Apparently getting married is like a drug to women. They get all giddy, and their pupils dilate, and they start saying yes a lot. I’ve heard some dirty wedding photographers say they routinely ask to take “boudoir” photos if an upcoming bride seems particularly pliable. And then on occasion, if they say yes, one thing leads to another and the photographer ends up getting laid by the future bride just before the wedding.
Now, maybe these guys are BS’ing me. But it seems to make sense. After all, I have a degree in amateur hoochie-mamma psychology from Walmart University.
Another little known fact, at least to us guys, is chicks love to get their wedding dress on in front of other chicks. Maybe part of it is fellowship. Maybe part of it is kinda rubbing it in their face. I’m getting married to this stud, and you’re not. Check out my body. Yep, he loves all this. He loves me and not you. It’s because my body is fabu-fuckin-loso and I have a platimum puss. Bam, rub it in your face.
Women can be cruel and heartless, especially to each other. Maybe that’s why there are so many snaps of gals getting dressed for their weddings. Other chicks take the pics, and then send them around the web as retribution. That bitch thinks she can taunt me with her hot wedding body? Does she not realize anyone can starve themselves for 2 months before a wedding and lose a little pudge? I’ll show her, that hussy. I’m gonna mail her braless photos to her ex.
Whatever the reason, it’s a thing. I kinda like collecting photos of girls doing dirty things on their wedding days. Some of them are not fit to be posted here, cause hey I try to keep it non-nude and simply perverted. Braless we can deal with, but goo’d up and spread is probably a little much, at least for bralessblog.
And no, you wankers, don’t email me asking for more raunchy photos. Welll, unless you have something to trade. You’d be surprised at how many folks contact me asking for more photos/videos of this gal or that gal. A bunch of stalkers, I tell ya. Including women. Women get smitten, and contact me begging. Maybe some of the bridesmaids in these photos will recognize themselves and want more memory photos to wank with.
Ah well, so much for the purity of the bride and the sanctity of marriage. Errrbody’s gotta get off, including horny brides. The grooms probably got dragged to a raunchy bachelor party, and are all empty, spent, and maybe a little nervous that they picked up something worse than the common cold from the stripper who turned out to do more than strip.

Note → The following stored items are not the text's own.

//! Core data model for a single disassembly invocation.
//!
//! This module contains:
//! - `InvocationRequest`: the class under test plus the context classes staged with it
//! - `ProcessOutput` / `ExitState`: what came back from the external tool
//! - `Stage`: where an invocation is in its lifecycle
//! - `DisassemblyError` / `DisassemblyFailure`: the structured failure surfaced to callers

use std::collections::BTreeMap;
use std::fmt;
use std::time::Duration;

use serde::{Deserialize, Serialize};
use thiserror::Error;

/// File suffix of compiled class artifacts.
pub const CLASS_SUFFIX: &str = ".class";

/// File suffix the disassembler uses for its text output (`Foo.class` -> `Foo.j`).
pub const DISASSEMBLY_SUFFIX: &str = ".j";

/// Request to disassemble one class.
///
/// `class_name` is the fully-qualified, slash-separated name without the
/// `.class` suffix (e.g. `com/example/Foo`).
#[derive(Debug, Clone, PartialEq, Eq, Serialize, Deserialize)]
pub struct InvocationRequest {
    pub class_name: String,
    pub class_bytes: Vec<u8>,
    /// Every other loaded class, keyed by archive entry name (`com/example/Bar.class`).
    pub auxiliary_classes: BTreeMap<String, Vec<u8>>,
    pub roundtrip: bool,
}

impl InvocationRequest {
    /// Build a request for `class_name`. A trailing `.class` suffix is stripped.
    pub fn new(class_name: impl Into<String>, class_bytes: impl Into<Vec<u8>>) -> Self {
        let mut class_name = class_name.into();
        if let Some(stripped) = class_name.strip_suffix(CLASS_SUFFIX) {
            class_name = stripped.to_string();
        }
        Self {
            class_name,
            class_bytes: class_bytes.into(),
            auxiliary_classes: BTreeMap::new(),
            roundtrip: false,
        }
    }

    pub fn with_auxiliary_classes(mut self, classes: BTreeMap<String, Vec<u8>>) -> Self {
        self.auxiliary_classes = classes;
        self
    }

    pub fn with_roundtrip(mut self, roundtrip: bool) -> Self {
        self.roundtrip = roundtrip;
        self
    }

    /// Archive entry name of the class under test (`com/example/Foo.class`).
    pub fn target_entry(&self) -> String {
        format!("{}{}", self.class_name, CLASS_SUFFIX)
    }

    /// Archive entry name the disassembly is expected under (`com/example/Foo.j`).
    pub fn output_entry(&self) -> String {
        format!("{}{}", self.class_name, DISASSEMBLY_SUFFIX)
    }

    /// All classes to stage: the context classes plus the target, which always
    /// wins over a context class with the same entry name.
    pub fn staged_classes(&self) -> BTreeMap<String, Vec<u8>> {
        let mut staged = self.auxiliary_classes.clone();
        staged.insert(self.target_entry(), self.class_bytes.clone());
        staged
    }
}

/// How the external process finished.
#[derive(Debug, Clone, Copy, PartialEq, Eq)]
pub enum ExitState {
    Exited(i32),
    /// Terminated without an exit code (killed by a signal).
    Signaled,
    TimedOut(Duration),
}

impl ExitState {
    pub fn is_success(&self) -> bool {
        matches!(self, ExitState::Exited(0))
    }
}

impl fmt::Display for ExitState {
    fn fmt(&self, f: &mut fmt::Formatter<'_>) -> fmt::Result {
        match self {
            ExitState::Exited(code) => write!(f, "exit code {code}"),
            ExitState::Signaled => write!(f, "terminated by signal"),
            ExitState::TimedOut(limit) => write!(f, "timed out after {}ms", limit.as_millis()),
        }
    }
}

/// Result of running the external tool: its exit state and merged stdout/stderr.
#[derive(Debug, Clone, PartialEq, Eq)]
pub struct ProcessOutput {
    pub exit: ExitState,
    pub log: String,
}

/// Lifecycle of one invocation. `CleanedUp` is reached whenever the bundles
/// were created, including on failure.
#[derive(Debug, Clone, Copy, PartialEq, Eq, PartialOrd, Ord, Serialize, Deserialize)]
#[serde(rename_all = "snake_case")]
pub enum Stage {
    NotStarted,
    ConfigChecked,
    BundlesCreated,
    ProcessLaunched,
    ProcessCompleted,
    ResultExtracted,
    CleanedUp,
}

impl fmt::Display for Stage {
    fn fmt(&self, f: &mut fmt::Formatter<'_>) -> fmt::Result {
        let s = match self {
            Stage::NotStarted => "not-started",
            Stage::ConfigChecked => "config-checked",
            Stage::BundlesCreated => "bundles-created",
            Stage::ProcessLaunched => "process-launched",
            Stage::ProcessCompleted => "process-completed",
            Stage::ResultExtracted => "result-extracted",
            Stage::CleanedUp => "cleaned-up",
        };
        f.write_str(s)
    }
}

#[derive(Debug, Clone, PartialEq, Eq, Error)]
pub enum DisassemblyError {
    /// The interpreter location is not set or cannot be resolved.
    #[error("{0}")]
    Configuration(String),
    /// Creating or writing the temp bundles failed.
    #[error("Failed to stage input bundle: {0}")]
    Staging(String),
    /// The external process could not be launched or ended abnormally.
    #[error("Disassembler process failed: {0}")]
    Process(String),
    /// The output bundle is missing, unreadable, or lacks the expected entry.
    #[error("Failed to extract disassembly: {0}")]
    Extraction(String),
    /// The output entry is not valid UTF-8.
    #[error("Failed to decode disassembly: {0}")]
    Decode(String),
}

/// Failure of one invocation: the error, the stage it happened in, and the
/// process log if a process was run.
#[derive(Debug, Clone, PartialEq, Eq)]
pub struct DisassemblyFailure {
    pub error: DisassemblyError,
    pub stage: Stage,
    pub log: Option<String>,
}

impl DisassemblyFailure {
    pub fn new(error: DisassemblyError, stage: Stage) -> Self {
        Self { error, stage, log: None }
    }

    pub fn with_log(mut self, log: Option<String>) -> Self {
        self.log = log;
        self
    }

    /// Human-readable message without the process log.
    pub fn message(&self) -> String {
        self.error.to_string()
    }
}

impl fmt::Display for DisassemblyFailure {
    fn fmt(&self, f: &mut fmt::Formatter<'_>) -> fmt::Result {
        write!(f, "{}", self.error)?;
        if let Some(log) = self.log.as_deref() {
            if !log.is_empty() {
                write!(f, "\n{log}")?;
            }
        }
        Ok(())
    }
}

impl std::error::Error for DisassemblyFailure {
    fn source(&self) -> Option<&(dyn std::error::Error + 'static)> {
        Some(&self.error)
    }
}

/// Outcome of a single disassembly: the text, or a failure with diagnostics.
pub type DisassemblyResult = Result<String, DisassemblyFailure>;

Here’s a video of a wedding that’s slightly out of control. I say that because we have something things going on that will result in open mouths and gasps and shock and awe. Do you see those giant hooters bouncing around? Something about braless weddings make me verrrry happy…
Many folks have been contacting me asking for more wedding boobies. It’s a bit of a niche, and I can understand how people really enjoying digging deep into the whole landscape of babes and weddings. So here we go…

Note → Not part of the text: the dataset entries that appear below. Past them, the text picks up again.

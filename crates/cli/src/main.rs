use anyhow::Result;
use clap::{ArgAction, Parser, Subcommand};
use tracing_subscriber::EnvFilter;

use class_disasm::commands::{
    disassemble_command, init_config_command, list_disassemblers_command, settings_command,
    DisassembleOptions,
};

/// Class-file disassembly CLI.
///
/// This CLI is a thin wrapper around `disasm-core` (exposed in code as `disasm_core`).
/// All substantive logic lives in the library so it can be tested thoroughly
/// and reused from other frontends.
#[derive(Parser, Debug)]
#[command(
    name = "class-disasm",
    version,
    about = "Disassemble class files with Krakatau",
    long_about = None
)]
struct Cli {
    /// Increase log verbosity (-v info, -vv debug, -vvv trace). `RUST_LOG` takes precedence.
    #[arg(short, long, global = true, action = ArgAction::Count)]
    verbose: u8,

    #[command(subcommand)]
    command: Command,
}

#[derive(Subcommand, Debug)]
enum Command {
    /// Disassemble a single class file.
    ///
    /// The class is staged into a temp jar together with any context classes,
    /// Krakatau's disassemble.py is run against it, and the resulting `.j` text
    /// is printed.
    Disassemble {
        /// Path to the `.class` file.
        #[arg(long)]
        input: String,

        /// Fully-qualified, slash-separated class name (e.g. `com/example/Foo`).
        /// Defaults to the input file stem, which drops the package: required for
        /// any class outside the default package.
        #[arg(long = "class")]
        class_name: Option<String>,

        /// Jar or class directory providing the other loaded classes. Repeatable.
        #[arg(long)]
        context: Vec<String>,

        /// Disassemble for roundtrip assembly.
        #[arg(long, default_value_t = false)]
        roundtrip: bool,

        /// Path to a Krakatau config JSON. Defaults to `.class-disasm/krakatau.json` if present.
        #[arg(long)]
        config: Option<String>,

        /// Python 2.x interpreter (overrides config).
        #[arg(long)]
        python: Option<String>,

        /// Krakatau install directory (overrides config).
        #[arg(long)]
        krakatau_dir: Option<String>,

        /// Kill the disassembler after this many seconds (overrides config).
        #[arg(long)]
        timeout: Option<u64>,

        /// Write the disassembly to this file instead of stdout.
        #[arg(long)]
        output: Option<String>,

        /// Emit a JSON report instead of plain text.
        #[arg(long, default_value_t = false)]
        json: bool,
    },

    /// List available disassemblers.
    ListDisassemblers {
        /// Emit JSON instead of human-readable text.
        #[arg(long, default_value_t = false)]
        json: bool,
    },

    /// Show disassembler settings and the effective Krakatau configuration.
    Settings {
        /// Path to a Krakatau config JSON.
        #[arg(long)]
        config: Option<String>,

        /// Emit JSON instead of human-readable text.
        #[arg(long, default_value_t = false)]
        json: bool,
    },

    /// Write a Krakatau config file.
    InitConfig {
        /// Destination path. Defaults to `.class-disasm/krakatau.json`.
        #[arg(long)]
        path: Option<String>,

        /// Python 2.x interpreter to record.
        #[arg(long)]
        python: Option<String>,

        /// Krakatau install directory to record.
        #[arg(long)]
        krakatau_dir: Option<String>,

        /// Overwrite an existing config.
        #[arg(long, default_value_t = false)]
        force: bool,
    },
}

fn init_tracing(verbose: u8) {
    let default_level = match verbose {
        0 => "warn",
        1 => "info",
        2 => "debug",
        _ => "trace",
    };
    let filter = EnvFilter::try_from_default_env().unwrap_or_else(|_| EnvFilter::new(default_level));
    // Logs go to stderr so stdout carries only disassembly text / JSON.
    let _ = tracing_subscriber::fmt()
        .with_env_filter(filter)
        .with_writer(std::io::stderr)
        .with_target(false)
        .try_init();
}

fn main() -> Result<()> {
    let cli = Cli::parse();
    init_tracing(cli.verbose);

    match cli.command {
        Command::Disassemble {
            input,
            class_name,
            context,
            roundtrip,
            config,
            python,
            krakatau_dir,
            timeout,
            output,
            json,
        } => disassemble_command(&DisassembleOptions {
            input,
            class_name,
            context,
            roundtrip,
            config,
            python,
            krakatau_dir,
            timeout_secs: timeout,
            output,
            json,
        })?,
        Command::ListDisassemblers { json } => list_disassemblers_command(json)?,
        Command::Settings { config, json } => settings_command(config.as_deref(), json)?,
        Command::InitConfig { path, python, krakatau_dir, force } => {
            init_config_command(path.as_deref(), python, krakatau_dir, force)?
        }
    }

    Ok(())
}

It’s almost like a female grooming process. You know how monkeys will pick things out of each other’s fur?
Yeah, like that, except they are mashing each other’s boobs around.
Imagine working in a wedding dress shop where hot chicks were constantly coming in and trying on dresses. Yes, as a sales person working off commission, you would tend to push them towards pricier dresses. But as a pervert, I would be encouraging them to try on stuff that displayed their cleavage.
You have to wonder how many bisexual babes get a little moist in the panties when they are helping their friends get dressed.
Hey, it’s an emotional time. You’re worried you’re going to lose your friend to her new husband. You’re wanting one last lick between the thighs?